[1]
Aslında bu soru psikolojinin değil, sosyoloji ve sosyal psikolojinin yanıt aradığı bir sorudur.
Bu konuyu 3 şekilde ele alalım.
1) İklim değişikliği açısından
2)Birey açısından
3)Toplum açısından
İklim değişikliği oluştuğu bir gerçek. Ancak bunu daha ciddi durumda yaşayarak tecrübe etmiş değiliz. Yani henüz radikal ve uzun süreli bir iklim değişikliği yaşamadık.
Zaten iklimin değişmesi de sanıldığı kadar hızlı olmayacak. Ve beklenmedik bir yeni iklim ortaya çıkarmayacak. Biz bunu tahmin edebilir miyiz ? Bence üstünde durulursa edebiliriz, ancak ne kadar durulur ve ne kadar araştırılır bu biraz muallak bir konu.
Toplumların bir hafızası vardır. Ve toplumlar kültürle ilişki içerindedir. Ancak aynı zamanda toplum kültürü etkiler ve değiştirir. Aynı şekilde toplum ve kültür çevreden de etkilenir ve belirli bir miktarda değiştirebilir. Toplumların kültürü çevre ile oldukça uyumlu gelişmiştir. Ve çevre faktörleri değiştikçe bu kültür zamanla ve yavaşça değişecektir.
Bunun en güzel örneklerinden biri bizim toplumumuzdur. Orta asyadan göçen Türkler, Asyanın sert ve soğuk bozkır havasına adeta o kadar iyi adapte olmuşlardır ki bu durum onların güçlü, savaşçı ve disiplinli bir toplum haline getirmiştir.
Ve bu disiplinli, sert ve savaşçı toplum, avrupaya ve anadoluya geldiğinde anadolu ve avrupada daha rahat yaşayan toplumlarla savaşmaya kalktığında rahatlıkla galibiyetler kazanır hale gelmiştir. Eski Türkler, oldukça sıkı ve disiplinli ve sert bir toplumdu. Şimdiki "Anadolu İnsanı " gibi merhametli, misafirperver ve sıcak kanlı değildi. Oldukça soğuk kanlı idi. Nizamı bozmanın bile bedeli can ile ödenirdi.
Kendimize pek yakıştırmayız, ancak Cengizhan'ın yaptığı katliamları sadece o yapmadı. Bir çok Türk kavmi, asker ve komutanı da vardı. Ve bu onlar için gayet olağan bir durumdu.

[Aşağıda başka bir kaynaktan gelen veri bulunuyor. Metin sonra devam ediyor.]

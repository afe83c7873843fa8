#![allow(dead_code)]

use std::collections::{HashMap, VecDeque};
use std::ffi::OsString;
use std::net::SocketAddr;
use std::sync::atomic::{AtomicI64, AtomicUsize, Ordering};
use std::sync::{Arc, Mutex, MutexGuard, OnceLock};
use std::time::Duration;

use axum::body::Bytes;
use axum::extract::{Form, State};
use axum::http::{HeaderMap, Method, StatusCode, Uri};
use axum::response::IntoResponse;
use axum::routing::{get, post};
use axum::{Json, Router};
use futures_core::future::BoxFuture;
use webview_native_auth_lib::{AppResult, HttpForwarder, InteractiveContext, SignInPrompt, TokenSupplier};

static ENV_LOCK: OnceLock<Mutex<()>> = OnceLock::new();

fn env_lock() -> MutexGuard<'static, ()> {
    ENV_LOCK
        .get_or_init(|| Mutex::new(()))
        .lock()
        .unwrap_or_else(|poisoned| poisoned.into_inner())
}

/// Serializes environment mutation across tests and restores previous values on drop.
pub struct EnvGuard {
    saved: Vec<(String, Option<OsString>)>,
    _lock: MutexGuard<'static, ()>,
}

impl EnvGuard {
    pub fn new() -> Self {
        Self {
            saved: Vec::new(),
            _lock: env_lock(),
        }
    }

    fn save_once(&mut self, key: &str) {
        if self.saved.iter().any(|(k, _)| k == key) {
            return;
        }
        self.saved.push((key.to_string(), std::env::var_os(key)));
    }

    pub fn set_var(&mut self, key: &str, value: impl Into<OsString>) {
        self.save_once(key);
        std::env::set_var(key, value.into());
    }

    pub fn remove_var(&mut self, key: &str) {
        self.save_once(key);
        std::env::remove_var(key);
    }
}

impl Drop for EnvGuard {
    fn drop(&mut self) {
        for (key, value) in self.saved.drain(..).rev() {
            match value {
                Some(v) => std::env::set_var(&key, v),
                None => std::env::remove_var(&key),
            }
        }
    }
}

pub async fn serve(router: Router) -> SocketAddr {
    let listener = tokio::net::TcpListener::bind(("127.0.0.1", 0))
        .await
        .expect("bind test server");
    let addr = listener.local_addr().expect("local addr");
    tokio::spawn(async move {
        axum::serve(listener, router).await.expect("serve");
    });
    addr
}

// ---------------------------------------------------------------------------
// Fake Graph
// ---------------------------------------------------------------------------

async fn me(headers: HeaderMap) -> impl IntoResponse {
    let authorized = headers
        .get("authorization")
        .and_then(|v| v.to_str().ok())
        .is_some_and(|v| v == "Bearer abc123");
    if authorized {
        (StatusCode::OK, Json(serde_json::json!({"id": "1"}))).into_response()
    } else {
        (
            StatusCode::UNAUTHORIZED,
            Json(serde_json::json!({"error": {"code": "InvalidAuthenticationToken"}})),
        )
            .into_response()
    }
}

async fn echo(method: Method, uri: Uri, headers: HeaderMap, body: Bytes) -> impl IntoResponse {
    let values = |name: &str| -> Vec<String> {
        headers
            .get_all(name)
            .iter()
            .filter_map(|v| v.to_str().ok())
            .map(str::to_string)
            .collect()
    };
    let payload = serde_json::json!({
        "method": method.as_str(),
        "path": uri.path(),
        "query": uri.query(),
        "authorization": values("authorization"),
        "x_trace": values("x-trace"),
        "body": String::from_utf8_lossy(&body),
    });
    (
        StatusCode::OK,
        [("x-echo", "1")],
        Json(payload),
    )
}

/// `/v1.0/me` answers `{"id":"1"}` for `Bearer abc123`; every other path echoes the request.
pub async fn spawn_fake_graph() -> SocketAddr {
    let router = Router::new().route("/v1.0/me", get(me)).fallback(echo);
    serve(router).await
}

// ---------------------------------------------------------------------------
// Token suppliers
// ---------------------------------------------------------------------------

pub struct FixedToken {
    token: String,
    pub calls: AtomicUsize,
}

impl FixedToken {
    pub fn new(token: &str) -> Self {
        Self {
            token: token.to_string(),
            calls: AtomicUsize::new(0),
        }
    }
}

impl TokenSupplier for FixedToken {
    fn get_token<'a>(&'a self, _ctx: &'a InteractiveContext) -> BoxFuture<'a, AppResult<String>> {
        Box::pin(async move {
            self.calls.fetch_add(1, Ordering::SeqCst);
            Ok(self.token.clone())
        })
    }
}

/// Hands out the queued tokens in call order, sleeping the paired delay first.
pub struct ScriptedTokens {
    script: Mutex<VecDeque<(String, Duration)>>,
}

impl ScriptedTokens {
    pub fn new(script: &[(&str, Duration)]) -> Self {
        Self {
            script: Mutex::new(
                script
                    .iter()
                    .map(|(token, delay)| (token.to_string(), *delay))
                    .collect(),
            ),
        }
    }
}

impl TokenSupplier for ScriptedTokens {
    fn get_token<'a>(&'a self, _ctx: &'a InteractiveContext) -> BoxFuture<'a, AppResult<String>> {
        Box::pin(async move {
            let next = self.script.lock().expect("script lock").pop_front();
            let (token, delay) = next.ok_or_else(|| "AUTH_TOKEN_ENDPOINT: script exhausted".to_string())?;
            tokio::time::sleep(delay).await;
            Ok(token)
        })
    }
}

pub struct RejectingSupplier;

impl TokenSupplier for RejectingSupplier {
    fn get_token<'a>(&'a self, _ctx: &'a InteractiveContext) -> BoxFuture<'a, AppResult<String>> {
        Box::pin(async { Err("AUTH_SIGN_IN_CANCELLED: user closed the sign-in window".into()) })
    }
}

// ---------------------------------------------------------------------------
// Forwarder double
// ---------------------------------------------------------------------------

#[derive(Debug, Clone)]
pub struct RecordedRequest {
    pub method: String,
    pub uri: String,
    pub headers: Vec<(String, String)>,
    pub body: Vec<u8>,
}

impl RecordedRequest {
    pub fn header_values(&self, name: &str) -> Vec<String> {
        self.headers
            .iter()
            .filter(|(k, _)| k.eq_ignore_ascii_case(name))
            .map(|(_, v)| v.clone())
            .collect()
    }
}

/// Records forwarded requests and answers each with the same canned response.
pub struct RecordingForwarder {
    status: u16,
    content_type: &'static str,
    body: &'static str,
    pub requests: Mutex<Vec<RecordedRequest>>,
}

impl RecordingForwarder {
    pub fn new(status: u16, content_type: &'static str, body: &'static str) -> Self {
        Self {
            status,
            content_type,
            body,
            requests: Mutex::new(Vec::new()),
        }
    }

    pub fn recorded(&self) -> Vec<RecordedRequest> {
        self.requests.lock().expect("requests lock").clone()
    }
}

impl HttpForwarder for RecordingForwarder {
    fn send(&self, request: reqwest::Request) -> BoxFuture<'_, AppResult<reqwest::Response>> {
        Box::pin(async move {
            let recorded = RecordedRequest {
                method: request.method().to_string(),
                uri: request.url().to_string(),
                headers: request
                    .headers()
                    .iter()
                    .map(|(k, v)| (k.to_string(), v.to_str().unwrap_or_default().to_string()))
                    .collect(),
                body: request
                    .body()
                    .and_then(|b| b.as_bytes())
                    .map(<[u8]>::to_vec)
                    .unwrap_or_default(),
            };
            self.requests.lock().expect("requests lock").push(recorded);

            let response = http::Response::builder()
                .status(self.status)
                .header("content-type", self.content_type)
                .body(self.body.as_bytes().to_vec())
                .expect("canned response");
            Ok(reqwest::Response::from(response))
        })
    }
}

/// Answers 200 with a body that breaks off after a few bytes.
pub struct BrokenBodyForwarder;

struct ResetAfterPrefix {
    sent: bool,
}

impl tokio::io::AsyncRead for ResetAfterPrefix {
    fn poll_read(
        mut self: std::pin::Pin<&mut Self>,
        _cx: &mut std::task::Context<'_>,
        buf: &mut tokio::io::ReadBuf<'_>,
    ) -> std::task::Poll<std::io::Result<()>> {
        if self.sent {
            return std::task::Poll::Ready(Err(std::io::Error::new(
                std::io::ErrorKind::ConnectionReset,
                "connection reset",
            )));
        }
        self.sent = true;
        buf.put_slice(b"{\"value\":[");
        std::task::Poll::Ready(Ok(()))
    }
}

impl HttpForwarder for BrokenBodyForwarder {
    fn send(&self, _request: reqwest::Request) -> BoxFuture<'_, AppResult<reqwest::Response>> {
        Box::pin(async move {
            let body = reqwest::Body::wrap_stream(tokio_util::io::ReaderStream::new(
                ResetAfterPrefix { sent: false },
            ));
            let response = http::Response::builder()
                .status(200)
                .header("content-type", "application/json")
                .body(body)
                .expect("broken response");
            Ok(reqwest::Response::from(response))
        })
    }
}

// ---------------------------------------------------------------------------
// Fake identity platform
// ---------------------------------------------------------------------------

pub const TEST_CLIENT_ID: &str = "test-client";
pub const GOOD_CODE: &str = "good-code";

#[derive(Default)]
struct TokenEndpointState {
    grants: Mutex<Vec<HashMap<String, String>>>,
    refreshes: AtomicUsize,
    expires_in: AtomicI64,
}

#[derive(Clone)]
pub struct FakeTokenEndpoint {
    pub addr: SocketAddr,
    state: Arc<TokenEndpointState>,
}

impl FakeTokenEndpoint {
    pub async fn spawn() -> Self {
        let state = Arc::new(TokenEndpointState::default());
        state.expires_in.store(3600, Ordering::SeqCst);
        let router = Router::new()
            .route("/common/oauth2/v2.0/token", post(token))
            .with_state(state.clone());
        let addr = serve(router).await;
        Self { addr, state }
    }

    pub fn authority_host(&self) -> String {
        format!("http://{}", self.addr)
    }

    /// Lifetime reported for the next issued access tokens.
    pub fn set_expires_in(&self, seconds: i64) {
        self.state.expires_in.store(seconds, Ordering::SeqCst);
    }

    pub fn grants(&self) -> Vec<HashMap<String, String>> {
        self.state.grants.lock().expect("grants lock").clone()
    }

    pub fn grant_types(&self) -> Vec<String> {
        self.grants()
            .iter()
            .map(|g| g.get("grant_type").cloned().unwrap_or_default())
            .collect()
    }
}

async fn token(
    State(state): State<Arc<TokenEndpointState>>,
    Form(form): Form<HashMap<String, String>>,
) -> impl IntoResponse {
    state.grants.lock().expect("grants lock").push(form.clone());
    let expires_in = state.expires_in.load(Ordering::SeqCst);

    if form.get("client_id").map(String::as_str) != Some(TEST_CLIENT_ID) {
        return (
            StatusCode::BAD_REQUEST,
            Json(serde_json::json!({"error": "invalid_client"})),
        );
    }

    match form.get("grant_type").map(String::as_str) {
        Some("authorization_code") => {
            let code_ok = form.get("code").map(String::as_str) == Some(GOOD_CODE);
            let verifier_ok = form.get("code_verifier").is_some_and(|v| v.len() >= 43);
            if !code_ok || !verifier_ok {
                return (
                    StatusCode::BAD_REQUEST,
                    Json(serde_json::json!({"error": "invalid_grant"})),
                );
            }
            (
                StatusCode::OK,
                Json(serde_json::json!({
                    "token_type": "Bearer",
                    "access_token": "at-interactive",
                    "refresh_token": "rt-1",
                    "expires_in": expires_in,
                })),
            )
        }
        Some("refresh_token") => match form.get("refresh_token").map(String::as_str) {
            Some("rt-revoked") => (
                StatusCode::BAD_REQUEST,
                Json(serde_json::json!({
                    "error": "invalid_grant",
                    "error_description": "AADSTS70008: The refresh token has expired"
                })),
            ),
            Some(_) => {
                let n = state.refreshes.fetch_add(1, Ordering::SeqCst) + 1;
                (
                    StatusCode::OK,
                    Json(serde_json::json!({
                        "token_type": "Bearer",
                        "access_token": format!("at-refreshed-{n}"),
                        "expires_in": expires_in,
                    })),
                )
            }
            None => (
                StatusCode::BAD_REQUEST,
                Json(serde_json::json!({"error": "invalid_request"})),
            ),
        },
        _ => (
            StatusCode::BAD_REQUEST,
            Json(serde_json::json!({"error": "unsupported_grant_type"})),
        ),
    }
}

#[derive(Debug, Clone, Copy, PartialEq, Eq)]
pub enum PromptBehavior {
    /// Follows the redirect with a valid code, like a user finishing sign-in.
    Approve,
    /// Follows the redirect with `error=access_denied`.
    Deny,
    /// Never follows the redirect.
    Ignore,
}

/// Stands in for the browser: reads the authorize URL and drives the loopback redirect.
pub struct TestPrompt {
    behavior: PromptBehavior,
    pub presented: AtomicUsize,
    pub last_url: Mutex<Option<reqwest::Url>>,
}

impl TestPrompt {
    pub fn new(behavior: PromptBehavior) -> Self {
        Self {
            behavior,
            presented: AtomicUsize::new(0),
            last_url: Mutex::new(None),
        }
    }
}

impl SignInPrompt for TestPrompt {
    fn present<'a>(&'a self, authorize_url: &'a reqwest::Url) -> BoxFuture<'a, AppResult<()>> {
        Box::pin(async move {
            self.presented.fetch_add(1, Ordering::SeqCst);
            *self.last_url.lock().expect("url lock") = Some(authorize_url.clone());

            let query: HashMap<String, String> = authorize_url
                .query_pairs()
                .map(|(k, v)| (k.into_owned(), v.into_owned()))
                .collect();
            let mut redirect =
                reqwest::Url::parse(query.get("redirect_uri").expect("redirect_uri")).expect("url");
            redirect.set_host(Some("127.0.0.1")).expect("host");
            let state = query.get("state").expect("state");

            match self.behavior {
                PromptBehavior::Approve => {
                    redirect
                        .query_pairs_mut()
                        .append_pair("code", GOOD_CODE)
                        .append_pair("state", state);
                }
                PromptBehavior::Deny => {
                    redirect
                        .query_pairs_mut()
                        .append_pair("error", "access_denied")
                        .append_pair("error_description", "the user declined")
                        .append_pair("state", state);
                }
                PromptBehavior::Ignore => return Ok(()),
            }

            reqwest::get(redirect).await.expect("follow redirect");
            Ok(())
        })
    }
}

Ancak anadoluda yüzlerce yıl yaşayan Türklerden oluşan Osmanlı devleti bu kadar sert değildi. Daha sakin, hoş görülü bir politika izlemeye çalıştı.
Türkler çok uzun süredir, anadolu ikliminde yaşadılar. Ve hala eski Türk geleneklerinden , adetlerinden hatta kültüründen henüz kopabilmiş değiller. Kültür bu derece dirençli bir yapıdır. Binlerce yılda bile kendini iyi muhafaza edebilir.
Yani kültür; kendini son 50 yılda fark ettiren iklim değişikliğine ciddi bir adaptasyon sağlamaya çalışmaz. Kaldi ki dediğim gibi, henüz toplumun ve insanların fark edeceği radikal bir iklim değişikliği ortamı dünyanın neredeyse tamamında yaşanmadı. Sadece bir kaç radikal olay var. Bu da toplumu ve kültürü değiştirmeye ve bu konuda hareketlenmeye itmez. Bunu ancak eğitim ile yapabiliriz ancak toplum, kültürüne ters eğitimi de kabul etmez. Eğitimin öğretim kısmı da bir "İstendik kültürleme sürecidir".
İşte burada toplumlar da buna ihtiyaç duymadağı için kültürünü esnetmeye gitmez. Örneğin, bir dere kenarında yaşadığınızı hayal edin ve biri derrnin kuruyacağını söylüyor. Ancak dere hala şarıl şarıl akıyor. Siz bu ihtimal var diye başka dere arar mısınız. Dere ne zaman azalmaya başlar o zaman ararsınız. Toplumlar da öyle. Ciddi ve gözle görünür değişiklik olmadığı ve bu değişikliğin elle tutulur bir süreçte olmadığı sürece bunu dikkate almazlar.
Kişi de zaten topluma uyum sağlamak zorundadır. Aksi halde dışlanır. Evet, kişi kişisel tedbir almaya kalkabilir ilk başlarda. Ancak burada süreyi kaale almazsa veya sürekli uygulamazsa bu tedbirler bir süre sonra kişide alışma ve duyarsızlaşmayı yaratır. Bu da kişiyi eninde sonunda durumdan vazgeçirir.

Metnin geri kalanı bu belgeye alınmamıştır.